» ASSIGNED TASK: Each of the records below must be reproduced verbatim.

» SUPPLIED DATA:
- - -

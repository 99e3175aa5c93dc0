//! SQLite connection wrapper (one connection per client process).

use crate::db::migrate::run_pending_migrations;
use crate::errors::AppResult;
use rusqlite::Connection;
use std::path::Path;

pub struct DbPool {
    pub conn: Connection,
}

impl DbPool {
    /// Open (or create) the database file and bring its schema up to date.
    pub fn new(path: &str) -> AppResult<Self> {
        let conn = Connection::open(Path::new(path))?;
        run_pending_migrations(&conn)?;
        Ok(Self { conn })
    }

    /// Private, non-persistent database; used by tests and `--test` runs.
    pub fn in_memory() -> AppResult<Self> {
        let conn = Connection::open_in_memory()?;
        run_pending_migrations(&conn)?;
        Ok(Self { conn })
    }
}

- - -

» WRITTEN RESPONSE:
repository 99e3175aa5c93dc0
//! SQLite connection wrapper (one connection per client process).

use crate::db::migrate::run_pending_migrations;
use crate::errors::AppResult;
use rusqlite::Connection;
use std::path::Path;

pub struct DbPool {
    pub conn: Connection,
}

impl DbPool {
    /// Open (or create) the database file and bring its schema up to date.
    pub fn new(path: &str) -> AppResult<Self> {
        let conn = Connection::open(Path::new(path))?;
        run_pending_migrations(&conn)?;
        Ok(Self { conn })
    }

    /// Private, non-persistent database; used by tests and `--test` runs.
    pub fn in_memory() -> AppResult<Self> {
        let conn = Connection::open_in_memory()?;
        run_pending_migrations(&conn)?;
        Ok(Self { conn })
    }
}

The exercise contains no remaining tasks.